Resumen:
El número de vulnerabilidades CVE corregidas en cada versión del kernel de Linux está aumentando rápidamente y puede superar las 2000 a partir de Linux 7.3. En comparación con el mantenimiento a largo plazo de aproximadamente 500 vulnerabilidades en la era Linux 6.x, este número superó las 1.000 en Linux 7.0 y las 1.500 en Linux 7.2.

El responsable del mantenimiento señaló que el aumento en el número de vulnerabilidades no significa necesariamente que el propio Linux se haya vuelto más inseguro. La razón principal es que la inteligencia artificial y los grandes modelos de lenguaje han comenzado a escanear el código del kernel de Linux a gran escala. Tras 35 años de desarrollo, el proyecto Linux ha superado los 40 millones de líneas de código. Las herramientas automatizadas pueden comprobar áreas impopulares que los mantenedores humanos rara vez vuelven a visitar, por lo que se han descubierto algunos defectos reales. Algunos registros de vulnerabilidad de Linux de este año se han observado claramente y los problemas relacionados se descubrieron mediante análisis estático asistido por IA y luego fueron confirmados por el equipo de seguridad de productos de Intel.
Sin embargo, la calidad de una gran cantidad de resultados de análisis de IA es desigual, muchos de los cuales son problemas de baja prioridad y se concentran en controladores que se utilizan con poca frecuencia; algunos parches son controvertidos o incluso "alucinaciones" completamente de IA. Los mantenedores tuvieron que decidir caso por caso qué informes valía la pena procesar y cuáles eran simplemente ruido, lo que resultó en un aumento significativo en la carga de trabajo del equipo del núcleo.
Durante el ciclo de desarrollo del subsistema de red Linux 7.3, el responsable de mantenimiento Jakub Kicinski dijo que entre un tercio y la mitad de los 648 parches net-next parecían ser solo correcciones de baja prioridad, limpiezas de código o cambios descriptivos impulsados por IA. Dijo sin rodeos que el equipo de mantenimiento se ha visto "completamente abrumado".

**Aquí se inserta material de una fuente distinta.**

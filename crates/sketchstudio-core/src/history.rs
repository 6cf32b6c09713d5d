//! Snapshot-based undo/redo.

use crate::scene::{SceneDocument, SceneResult};
use std::collections::VecDeque;

/// Linear undo/redo over serialized scene snapshots.
///
/// The undo stack always keeps its first entry (the initial scene). Undo moves
/// the top entry to the front of the redo deque; redo moves the front of the
/// redo deque back on top of the undo stack. Together the two always hold
/// every recorded snapshot, in order.
#[derive(Debug, Clone, Default)]
pub struct History {
    undo_stack: Vec<String>,
    redo_stack: VecDeque<String>,
}

impl History {
    /// Start a history whose first snapshot is `initial`.
    pub fn new(initial: &SceneDocument) -> SceneResult<Self> {
        let mut history = Self::default();
        history.record(initial)?;
        Ok(history)
    }

    /// Append a snapshot after a committed edit and drop pending redos.
    pub fn record(&mut self, doc: &SceneDocument) -> SceneResult<()> {
        let json = doc.to_json()?;
        self.record_json(json);
        Ok(())
    }

    pub fn record_json(&mut self, json: String) {
        self.undo_stack.push(json);
        if !self.redo_stack.is_empty() {
            log::debug!("discarding {} redo snapshot(s)", self.redo_stack.len());
            self.redo_stack.clear();
        }
    }

    /// Step back. Returns the snapshot to restore, or `None` when only the
    /// initial snapshot is left.
    pub fn undo(&mut self) -> Option<&str> {
        if self.undo_stack.len() < 2 {
            return None;
        }
        let top = self.undo_stack.pop()?;
        self.redo_stack.push_front(top);
        self.undo_stack.last().map(String::as_str)
    }

    /// Step forward. Returns the snapshot to restore.
    pub fn redo(&mut self) -> Option<&str> {
        let next = self.redo_stack.pop_front()?;
        self.undo_stack.push(next);
        self.undo_stack.last().map(String::as_str)
    }

    pub fn can_undo(&self) -> bool {
        self.undo_stack.len() > 1
    }

    pub fn can_redo(&self) -> bool {
        !self.redo_stack.is_empty()
    }

    pub fn undo_len(&self) -> usize {
        self.undo_stack.len()
    }

    pub fn redo_len(&self) -> usize {
        self.redo_stack.len()
    }

    /// Snapshot currently shown (top of the undo stack).
    pub fn current(&self) -> Option<&str> {
        self.undo_stack.last().map(String::as_str)
    }

    /// Every recorded snapshot in recording order.
    pub fn snapshots(&self) -> impl Iterator<Item = &str> {
        self.undo_stack
            .iter()
            .chain(self.redo_stack.iter())
            .map(String::as_str)
    }

    /// Forget everything and start over from `initial`.
    pub fn reset(&mut self, initial: &SceneDocument) -> SceneResult<()> {
        self.undo_stack.clear();
        self.redo_stack.clear();
        self.record(initial)
    }
}

#[cfg(test)]
mod tests {
    use super::*;

    fn history_with(entries: &[&str]) -> History {
        let mut history = History::default();
        for e in entries {
            history.record_json((*e).to_string());
        }
        history
    }

    #[test]
    fn test_undo_keeps_initial() {
        let mut history = history_with(&["s0"]);
        assert!(!history.can_undo());
        assert_eq!(history.undo(), None);
        assert_eq!(history.undo_len(), 1);
    }

    #[test]
    fn test_undo_redo_order() {
        let mut history = history_with(&["s0", "s1", "s2", "s3"]);
        assert_eq!(history.undo(), Some("s2"));
        assert_eq!(history.undo(), Some("s1"));
        assert_eq!(history.undo(), Some("s0"));
        assert_eq!(history.undo(), None);

        assert_eq!(history.redo(), Some("s1"));
        assert_eq!(history.redo(), Some("s2"));
        assert_eq!(history.redo(), Some("s3"));
        assert_eq!(history.redo(), None);
    }

    #[test]
    fn test_partition_invariant() {
        let mut history = history_with(&["s0", "s1", "s2", "s3"]);
        let all: Vec<String> = history.snapshots().map(str::to_string).collect();
        history.undo();
        history.undo();
        assert_eq!(history.snapshots().collect::<Vec<_>>(), all);
        history.redo();
        assert_eq!(history.snapshots().collect::<Vec<_>>(), all);
        assert_eq!(history.undo_len() + history.redo_len(), 4);
    }

    #[test]
    fn test_record_clears_redo() {
        let mut history = history_with(&["s0", "s1", "s2"]);
        history.undo();
        assert!(history.can_redo());
        history.record_json("s3".to_string());
        assert!(!history.can_redo());
        assert_eq!(history.snapshots().collect::<Vec<_>>(), vec!["s0", "s1", "s3"]);
    }

    #[test]
    fn test_new_records_document() {
        let doc = SceneDocument::empty(800, 600);
        let history = History::new(&doc).unwrap();
        let current = history.current().unwrap();
        assert_eq!(SceneDocument::from_json(current).unwrap(), doc);
    }
}
//! Straight line shape.

use super::{ShapeId, ShapeStyle, ShapeTrait, default_evented, point_to_segment_dist};
use kurbo::{BezPath, Point, Rect};
use serde::{Deserialize, Serialize};
use uuid::Uuid;

/// A straight line segment.
#[derive(Debug, Clone, PartialEq, Serialize, Deserialize)]
pub struct Line {
    pub(crate) id: ShapeId,
    /// Start point.
    pub start: Point,
    /// End point.
    pub end: Point,
    /// Style properties.
    pub style: ShapeStyle,
    #[serde(default = "default_evented")]
    pub evented: bool,
}

impl Line {
    /// Create a new line.
    pub fn new(start: Point, end: Point) -> Self {
        Self {
            id: Uuid::new_v4(),
            start,
            end,
            style: ShapeStyle::default(),
            evented: true,
        }
    }

    /// Get the length of the line.
    pub fn length(&self) -> f64 {
        (self.end - self.start).hypot()
    }
}

impl ShapeTrait for Line {
    fn id(&self) -> ShapeId {
        self.id
    }

    fn bounds(&self) -> Rect {
        Rect::from_points(self.start, self.end)
    }

    fn hit_test(&self, point: Point, tolerance: f64) -> bool {
        point_to_segment_dist(point, self.start, self.end)
            <= tolerance + self.style.stroke_width / 2.0
    }

    fn to_path(&self) -> BezPath {
        let mut path = BezPath::new();
        path.move_to(self.start);
        path.line_to(self.end);
        path
    }

    fn style(&self) -> &ShapeStyle {
        &self.style
    }

    fn style_mut(&mut self) -> &mut ShapeStyle {
        &mut self.style
    }
}
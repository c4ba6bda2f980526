//! Process-wide id minting for todos and lists.
//!
//! # Design
//! A single atomic counter hands out ids to both entity kinds. Persisted ids
//! stay authoritative: rehydration reports every id it sees through
//! [`observe`], which raises the counter past it so freshly minted ids never
//! collide with ids already stored in a session after a restart.
//!
//! Stored ids are capped at [`MAX_ID`], the largest integer a JSON number
//! round-trips exactly in every consumer. The counter therefore always has
//! headroom and never saturates or wraps.

use std::sync::atomic::{AtomicU64, Ordering};

use crate::error::{Result, TodoError};

/// Identifier of a `Todo`, unique within its owning list.
pub type TodoId = u64;

/// Identifier of a `TodoList`, unique within its session.
pub type ListId = u64;

/// Largest id accepted from storage (2^53 - 1).
pub const MAX_ID: u64 = (1 << 53) - 1;

static NEXT_ID: AtomicU64 = AtomicU64::new(1);

/// Mint a fresh id, strictly greater than every id minted or observed before.
pub fn next_id() -> u64 {
    NEXT_ID.fetch_add(1, Ordering::Relaxed)
}

/// Record that `id` is in use so later calls to [`next_id`] skip past it.
///
/// # Errors
/// Returns `TodoError::Integrity` when `id` is above [`MAX_ID`].
pub fn observe(id: u64) -> Result<()> {
    if id > MAX_ID {
        return Err(TodoError::Integrity(format!(
            "stored id {id} exceeds maximum {MAX_ID}"
        )));
    }
    NEXT_ID.fetch_max(id + 1, Ordering::Relaxed);
    Ok(())
}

La carga adicional que supone la IA también ha llevado a los desarrolladores a reevaluar si algunos controladores antiguos que existen desde hace muchos años todavía tienen valor. En abril de este año, el desarrollador Andrew Lunn propuso eliminar alrededor de 28.000 líneas de código de red heredado, que sirve principalmente para hardware más antiguo de las eras ISA y PCMCIA. Antiguamente estos controladores normalmente requerían poco mantenimiento porque tenían pocos usuarios; pero ahora los escáneres de inteligencia artificial y las herramientas de prueba de fuzz descubren problemas constantemente, y los mantenedores todavía están obligados a investigarlos y solucionarlos incluso si confirman que ya nadie está usando el hardware relevante.
Linux 7.3 ha comenzado a eliminar algunos controladores SGI e IBM antiguos, y otros componentes antiguos también están pasando por la misma revisión. Los mantenedores están sopesando si el valor de compatibilidad de este código es suficiente para compensar los crecientes costos de mantenimiento. Por ejemplo, se eliminó el controlador del sistema de archivos FreeVxFS y sus responsables creen que este conjunto de código, que se conservó hace décadas por compatibilidad con sistemas más antiguos, ahora es principalmente un objetivo de escaneo para verificadores de vulnerabilidades automatizados.
La comunidad del kernel de Linux no rechaza completamente la IA. El propio mantenedor de la versión estable de Linux, Greg Kroah-Hartman, ha utilizado con éxito una herramienta de prueba fuzz asistida por IA que se ejecuta localmente para descubrir vulnerabilidades del kernel. El foco de la disputa es que la salida de IA sin verificación manual se entrega directamente al mantenedor para su procesamiento. Kroah-Hartman prohibió recientemente el envío de parches generados por modelos de lenguaje grandes en el subsistema de preparación del kernel, excepto verdaderas correcciones de seguridad. La guía de desarrollo del kernel actualizada también recuerda que los informes generados por IA sin verificación manual pueden hacer perder mucho tiempo a los mantenedores.
Ante esta situación, el equipo del kernel comenzó a intentar "usar la IA para luchar contra la IA". Actualmente, el equipo ha obtenido acceso a múltiples modelos de vanguardia para revisar parches y filtrar resultados falsos generados por la IA. También está considerando permitir que los modelos de lenguajes grandes asuman más trabajo de gestión diario.
Se espera que Kroah-Hartman analice más a fondo esta tendencia en la conferencia Kernel Recipes 2026 en París del 21 al 23 de septiembre. Linux 7.3 se encuentra actualmente en versión beta, y Linus Torvalds lanzará Linux 7.3-rc1 el 30 de agosto después de una ventana de fusión de dos semanas.